Here, with respect to breach, the Court agrees with Defendants' argument that there is no evidence that Defendants breached a duty of loyalty by competing with Plaintiff while still employed by Plaintiff. Defendants did not begin operating their competing business until March 2010, several months after they left employment at Tradesmen. (#62, p. 11, ¶¶ 70-72 (undisputed facts)). However, Defendants Boyer and Walker each sent various e-mails with Plaintiff's confidential business information to themselves and to Defendant Black while still employed by Plaintiff. (#66, ¶¶256-58). These documents included information regarding workers' compensation rates, district manager compensation rates, and marketing materials. This constitutes a breach of their fiduciary duty as employees. Lawlor, 949 N.E.2d at 172.

However, Plaintiff has failed to advance any argument establishing that Defendants' breach proximately caused an injury. Plaintiff has a burden to show that Defendants' injurious conduct, namely Defendants' use of confidential information, was a substantial factor contributing to an economic injury to Plaintiff, such as loss of business.

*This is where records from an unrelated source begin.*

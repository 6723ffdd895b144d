//! Reactive store façade
//!
//! `produce` is the single mutation entry point: it writes through the
//! backing store and then runs the notification engine. Consumers re-read
//! through `get_snapshot` from inside their listeners.

pub mod backing;
pub mod listeners;

use std::sync::Arc;

use anyhow::Result;
use parking_lot::Mutex;
use serde_json::Value;

use crate::config::StoreConfig;
use crate::path::join;
use crate::storage::{self, Persistence};
use crate::sync::{ChangeMessage, MessageBus, NoopBus};

pub use backing::BackingStore;
pub use listeners::{Listener, ListenerRegistry, Subscription};

pub struct Store {
    backing: BackingStore,
    listeners: Arc<ListenerRegistry>,
    // Serialises read-modify-write; never held while listeners run
    write_gate: Mutex<()>,
}

/// Wires a `Store` to its persistence and bus collaborators
#[derive(Default)]
pub struct StoreBuilder {
    persistence: Option<Arc<dyn Persistence>>,
    bus: Option<Arc<dyn MessageBus>>,
}

impl StoreBuilder {
    pub fn persistence(mut self, persistence: Arc<dyn Persistence>) -> Self {
        self.persistence = Some(persistence);
        self
    }

    pub fn bus(mut self, bus: Arc<dyn MessageBus>) -> Self {
        self.bus = Some(bus);
        self
    }

    pub fn build(self) -> Arc<Store> {
        let bus = self.bus.unwrap_or_else(|| Arc::new(NoopBus));

        let store = Arc::new(Store {
            backing: BackingStore::new(self.persistence, bus.clone()),
            listeners: ListenerRegistry::new(),
            write_gate: Mutex::new(()),
        });

        let weak = Arc::downgrade(&store);
        bus.on_message(Box::new(move |message| {
            if let Some(store) = weak.upgrade() {
                store.apply_message(&message);
            }
        }));

        store
    }
}

impl Store {
    pub fn builder() -> StoreBuilder {
        StoreBuilder::default()
    }

    /// Memory-only store: no persistence, no cross-context bus
    pub fn in_memory() -> Arc<Self> {
        Self::builder().build()
    }

    /// Production wiring: SQLite persistence for the configured origin
    pub fn from_config(config: &StoreConfig, bus: Arc<dyn MessageBus>) -> Result<Arc<Self>> {
        let mut builder = Self::builder().bus(bus);
        if let Some(persistence) = storage::open(config)? {
            builder = builder.persistence(persistence);
        }
        Ok(builder.build())
    }

    /// Current value at `key` (`namespace[.path]`)
    pub fn get_snapshot(&self, key: &str) -> Option<Value> {
        self.backing.get(key)
    }

    pub fn has(&self, key: &str) -> bool {
        self.backing.has(key)
    }

    /// Write `value` at `key` and notify
    ///
    /// `None` deletes. Writing a value deep-equal to the current one, or
    /// deleting something already absent, changes nothing and notifies
    /// nobody. `skip_update` suppresses notification; `memory_only` keeps the
    /// write out of persistence and off the bus.
    pub fn produce(&self, key: &str, value: Option<Value>, skip_update: bool, memory_only: bool) {
        let current = {
            let _gate = self.write_gate.lock();
            let current = self.backing.get(key);

            match &value {
                None => {
                    if current.is_none() {
                        return;
                    }
                    self.backing.delete(key, memory_only);
                }
                Some(v) => {
                    if current.as_ref() == Some(v) {
                        return;
                    }
                    if !self.backing.set(key, Some(v.clone()), memory_only) {
                        return;
                    }
                }
            }
            current
        };

        if skip_update {
            return;
        }

        self.listeners
            .notify(key, current.as_ref(), value.as_ref(), false, false);
    }

    /// `produce(join(namespace, path), ..)`
    pub fn set_leaf(
        &self,
        namespace: &str,
        path: &str,
        value: Option<Value>,
        skip_update: bool,
        memory_only: bool,
    ) {
        self.produce(&join(namespace, path), value, skip_update, memory_only);
    }

    /// Register a zero-argument listener at the exact `key`
    pub fn subscribe<F>(&self, key: &str, listener: F) -> Subscription
    where
        F: Fn() + Send + Sync + 'static,
    {
        self.listeners.subscribe(key, Arc::new(listener))
    }

    /// Run the notification engine for a change at `key`
    pub fn notify(
        &self,
        key: &str,
        old: Option<&Value>,
        new: Option<&Value>,
        skip_root: bool,
        skip_children: bool,
    ) -> usize {
        self.listeners.notify(key, old, new, skip_root, skip_children)
    }

    /// Apply a change published by another context
    ///
    /// The previous in-memory root is captured, the change applied to memory
    /// only, and listeners at the namespace or below it fire when the value
    /// they address differs.
    pub fn apply_message(&self, message: &ChangeMessage) -> usize {
        let key = message.key();
        if key.is_empty() {
            tracing::debug!("ignoring change message without key");
            return 0;
        }

        let (old, new) = {
            let _gate = self.write_gate.lock();
            let old = self.backing.apply_remote(message);
            (old, self.backing.resident(key))
        };

        if old == new {
            return 0;
        }

        let fired = self
            .listeners
            .notify(key, old.as_deref(), new.as_deref(), false, false);
        tracing::debug!(namespace = key, fired, "applied remote change");
        fired
    }

    /// Number of namespaces resident in memory
    pub fn size(&self) -> usize {
        self.backing.size()
    }

    /// Number of paths with listeners
    pub fn listener_count(&self) -> usize {
        self.listeners.len()
    }

    pub fn namespaces(&self) -> Vec<String> {
        self.backing.namespaces()
    }

    #[cfg(debug_assertions)]
    pub fn debug_handle(self: &Arc<Self>) -> DebugHandle {
        DebugHandle {
            store: Arc::clone(self),
        }
    }
}

/// Introspection for development builds
#[cfg(debug_assertions)]
pub struct DebugHandle {
    store: Arc<Store>,
}

#[cfg(debug_assertions)]
impl DebugHandle {
    pub fn store_size(&self) -> usize {
        self.store.size()
    }

    pub fn listener_size(&self) -> usize {
        self.store.listeners.len()
    }

    pub fn listener_keys(&self) -> Vec<String> {
        self.store.listeners.keys()
    }

    pub fn namespaces(&self) -> Vec<String> {
        self.store.namespaces()
    }

    /// Raw resident root, bypassing hydration
    pub fn store_value(&self, namespace: &str) -> Option<Value> {
        self.store
            .backing
            .resident(namespace)
            .map(|value| (*value).clone())
    }
}

#[cfg(test)]
mod tests {
    use super::*;
    use serde_json::json;
    use std::sync::atomic::{AtomicUsize, Ordering};

    fn hits(store: &Store, key: &str) -> (Arc<AtomicUsize>, Subscription) {
        let count = Arc::new(AtomicUsize::new(0));
        let c = count.clone();
        let sub = store.subscribe(key, move || {
            c.fetch_add(1, Ordering::SeqCst);
        });
        (count, sub)
    }

    #[test]
    fn test_produce_is_idempotent() {
        let store = Store::in_memory();
        let (count, _sub) = hits(&store, "ns.a");

        store.produce("ns.a", Some(json!({"x": 1})), false, false);
        store.produce("ns.a", Some(json!({"x": 1})), false, false);
        assert_eq!(count.load(Ordering::SeqCst), 1);
    }

    #[test]
    fn test_double_delete_is_noop() {
        let store = Store::in_memory();
        store.produce("ns.a", Some(json!(1)), false, false);
        let (count, _sub) = hits(&store, "ns.a");

        store.produce("ns.a", None, false, false);
        store.produce("ns.a", None, false, false);
        assert_eq!(count.load(Ordering::SeqCst), 1);
        assert_eq!(store.get_snapshot("ns.a"), None);
    }

    #[test]
    fn test_skip_update_writes_silently() {
        let store = Store::in_memory();
        let (count, _sub) = hits(&store, "ns.a");

        store.produce("ns.a", Some(json!(1)), true, false);
        assert_eq!(count.load(Ordering::SeqCst), 0);
        assert_eq!(store.get_snapshot("ns.a"), Some(json!(1)));
    }

    #[test]
    fn test_listener_may_write_reentrantly() {
        let store = Store::in_memory();
        let weak = Arc::downgrade(&store);
        let _mirror = store.subscribe("ns.src", move || {
            if let Some(store) = weak.upgrade() {
                let v = store.get_snapshot("ns.src");
                store.produce("mirror.copy", v, false, false);
            }
        });

        store.produce("ns.src", Some(json!("hello")), false, false);
        assert_eq!(store.get_snapshot("mirror.copy"), Some(json!("hello")));
    }

    #[test]
    fn test_apply_message_ignores_missing_key() {
        let store = Store::in_memory();
        let msg: ChangeMessage = serde_json::from_value(json!({"type": "delete"})).unwrap();
        assert_eq!(store.apply_message(&msg), 0);
        assert_eq!(store.size(), 0);
    }

    #[cfg(debug_assertions)]
    #[test]
    fn test_debug_handle() {
        let store = Store::in_memory();
        store.produce("cfg.a", Some(json!(1)), false, false);
        let _sub = store.subscribe("cfg.a", || {});

        let debug = store.debug_handle();
        assert_eq!(debug.store_size(), 1);
        assert_eq!(debug.listener_size(), 1);
        assert_eq!(debug.listener_keys(), vec!["cfg.a"]);
        assert_eq!(debug.store_value("cfg"), Some(json!({"a": 1})));
    }
}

The Court acknowledges that it is possible that Defendants' breach did cause an injury, given the circumstances of this case; but, Plaintiff has simply failed to offer argument or evidence establishing these essential elements of a claim for breach of duty of loyalty.

Because this Court finds that Plaintiff has failed to satisfy its burden to prove that it suffered an injury proximately caused by Plaintiff's breach of fiduciary duty, the Court grants Defendants' motion for summary judgment with respect to Count VI.

7. Civil Conspiracy

To succeed in a claim of civil conspiracy under Illinois law, the plaintiff must establish at least one tortious act by one of the alleged co-conspirators in furtherance of the agreement that caused an injury to plaintiff. Borsellino v. Goldman Sachs Group, Inc., 477 F.3d 502, 509 (7th Cir. 2007). Plaintiff has not established tort liability for any of the Defendants for any count. As such, this Court grants Defendants' motion for summary judgment with respect to Count X.

IV. Summary

For the reasons discussed above, this Court hereby GRANTS Defendants' Motion for Summary Judgment (#62) in part and DENIES the motion in part. The Court grants Defendants' motion for summary judgment with respect to all counts, with the exception of Count IV.

Count IV is dismissed as moot. The Clerk of the Court is directed to enter judgment in favor of the moving Defendants and against Plaintiff on Plaintiff's Complaint. Defendant's Motion to Deem Certain Facts Admitted (#79) is denied as MOOT.